Exercise
A verbatim copy of the entries is the required answer.

The records
====
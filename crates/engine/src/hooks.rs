// SPDX-License-Identifier: BUSL-1.1
// Copyright (c) 2026 Alfred Jean LLC

//! Per-session hook observers.
//!
//! The reasoning stream carries tool-use and stop signals; these hooks
//! turn them into store events: `file_changed` for Edit/Write, question
//! dedup by SHA-256 prefix, loop detection over a sliding tool window,
//! and `agent_stop`.

use ovs_core::{Event, TaskId};
use sha2::{Digest, Sha256};
use std::collections::{HashSet, VecDeque};
use std::path::PathBuf;

/// Window size for loop detection: this many identical tool names in a
/// row flag a loop.
pub const LOOP_WINDOW: usize = 5;

/// Tools whose use mutates files.
const FILE_TOOLS: &[&str] = &["Edit", "Write"];

/// Tools that ask the user a question.
const ASK_TOOLS: &[&str] = &["AskUserQuestion", "ask_user"];

/// 16-hex prefix of the SHA-256 of a question text.
pub fn question_hash(question: &str) -> String {
    let digest = Sha256::digest(question.as_bytes());
    let hex: String = digest.iter().map(|b| format!("{b:02x}")).collect();
    hex[..16].to_string()
}

/// Hook state for one agent session.
#[derive(Debug, Default)]
pub struct HookState {
    tool_window: VecDeque<String>,
    asked: HashSet<String>,
    loop_flagged: bool,
}

impl HookState {
    pub fn new() -> Self {
        Self::default()
    }

    /// PostToolUse: returns the events this tool invocation produces.
    pub fn on_tool_use(
        &mut self,
        task_id: &TaskId,
        tool: &str,
        input: &serde_json::Value,
    ) -> Vec<Event> {
        let mut events = Vec::new();

        if FILE_TOOLS.contains(&tool) {
            if let Some(path) = input.get("file_path").and_then(|v| v.as_str()) {
                events.push(Event::FileChanged {
                    task_id: task_id.clone(),
                    path: PathBuf::from(path),
                });
            }
        }

        if ASK_TOOLS.contains(&tool) {
            if let Some(question) = extract_question(input) {
                let hash = question_hash(&question);
                if self.asked.insert(hash.clone()) {
                    events.push(Event::NeedsInput {
                        task_id: task_id.clone(),
                        question,
                    });
                } else {
                    events.push(Event::DuplicateQuestion {
                        task_id: task_id.clone(),
                        hash,
                    });
                }
            }
        }

        self.tool_window.push_back(tool.to_string());
        if self.tool_window.len() > LOOP_WINDOW {
            self.tool_window.pop_front();
        }
        if !self.loop_flagged
            && self.tool_window.len() == LOOP_WINDOW
            && self.tool_window.iter().all(|t| t == tool)
        {
            self.loop_flagged = true;
            events.push(Event::LoopDetected {
                task_id: task_id.clone(),
                tool: tool.to_string(),
            });
        }

        events
    }

    /// Stop: the session ended.
    pub fn on_stop(task_id: &TaskId, reason: Option<String>) -> Event {
        Event::AgentStop {
            task_id: task_id.clone(),
            reason,
        }
    }
}

/// Question text from an ask-user tool input: either a flat `question`
/// field or the first entry of a `questions` array.
fn extract_question(input: &serde_json::Value) -> Option<String> {
    if let Some(q) = input.get("question").and_then(|v| v.as_str()) {
        return Some(q.to_string());
    }
    input
        .get("questions")
        .and_then(|v| v.as_array())
        .and_then(|qs| qs.first())
        .and_then(|q| q.get("question"))
        .and_then(|v| v.as_str())
        .map(str::to_string)
}

#[cfg(test)]
#[path = "hooks_tests.rs"]
mod tests;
====
Solution for this exercise
filename crates/engine/src/hooks.rs
// SPDX-License-Identifier: BUSL-1.1
// Copyright (c) 2026 Alfred Jean LLC

//! Per-session hook observers.
//!
//! The reasoning stream carries tool-use and stop signals; these hooks
//! turn them into store events: `file_changed` for Edit/Write, question
//! dedup by SHA-256 prefix, loop detection over a sliding tool window,
//! and `agent_stop`.

use ovs_core::{Event, TaskId};
use sha2::{Digest, Sha256};
use std::collections::{HashSet, VecDeque};
use std::path::PathBuf;

/// Window size for loop detection: this many identical tool names in a
/// row flag a loop.
pub const LOOP_WINDOW: usize = 5;

/// Tools whose use mutates files.
const FILE_TOOLS: &[&str] = &["Edit", "Write"];

/// Tools that ask the user a question.
const ASK_TOOLS: &[&str] = &["AskUserQuestion", "ask_user"];

/// 16-hex prefix of the SHA-256 of a question text.
pub fn question_hash(question: &str) -> String {
    let digest = Sha256::digest(question.as_bytes());
    let hex: String = digest.iter().map(|b| format!("{b:02x}")).collect();
    hex[..16].to_string()
}

/// Hook state for one agent session.
#[derive(Debug, Default)]
pub struct HookState {
    tool_window: VecDeque<String>,
    asked: HashSet<String>,
    loop_flagged: bool,
}

impl HookState {
    pub fn new() -> Self {
        Self::default()
    }

    /// PostToolUse: returns the events this tool invocation produces.
    pub fn on_tool_use(
        &mut self,
        task_id: &TaskId,
        tool: &str,
        input: &serde_json::Value,
    ) -> Vec<Event> {
        let mut events = Vec::new();

        if FILE_TOOLS.contains(&tool) {
            if let Some(path) = input.get("file_path").and_then(|v| v.as_str()) {
                events.push(Event::FileChanged {
                    task_id: task_id.clone(),
                    path: PathBuf::from(path),
                });
            }
        }

        if ASK_TOOLS.contains(&tool) {
            if let Some(question) = extract_question(input) {
                let hash = question_hash(&question);
                if self.asked.insert(hash.clone()) {
                    events.push(Event::NeedsInput {
                        task_id: task_id.clone(),
                        question,
                    });
                } else {
                    events.push(Event::DuplicateQuestion {
                        task_id: task_id.clone(),
                        hash,
                    });
                }
            }
        }

        self.tool_window.push_back(tool.to_string());
        if self.tool_window.len() > LOOP_WINDOW {
            self.tool_window.pop_front();
        }
        if !self.loop_flagged
            && self.tool_window.len() == LOOP_WINDOW
            && self.tool_window.iter().all(|t| t == tool)
        {
            self.loop_flagged = true;
            events.push(Event::LoopDetected {
                task_id: task_id.clone(),
                tool: tool.to_string(),
            });
        }

        events
    }

    /// Stop: the session ended.
    pub fn on_stop(task_id: &TaskId, reason: Option<String>) -> Event {
        Event::AgentStop {
            task_id: task_id.clone(),
            reason,
        }
    }
}

/// Question text from an ask-user tool input: either a flat `question`
/// field or the first entry of a `questions` array.
fn extract_question(input: &serde_json::Value) -> Option<String> {
    if let Some(q) = input.get("question").and_then(|v| v.as_str()) {
        return Some(q.to_string());
    }
    input
        .get("questions")
        .and_then(|v| v.as_array())
        .and_then(|qs| qs.first())
        .and_then(|q| q.get("question"))
        .and_then(|v| v.as_str())
        .map(str::to_string)
}

#[cfg(test)]
#[path = "hooks_tests.rs"]
mod tests;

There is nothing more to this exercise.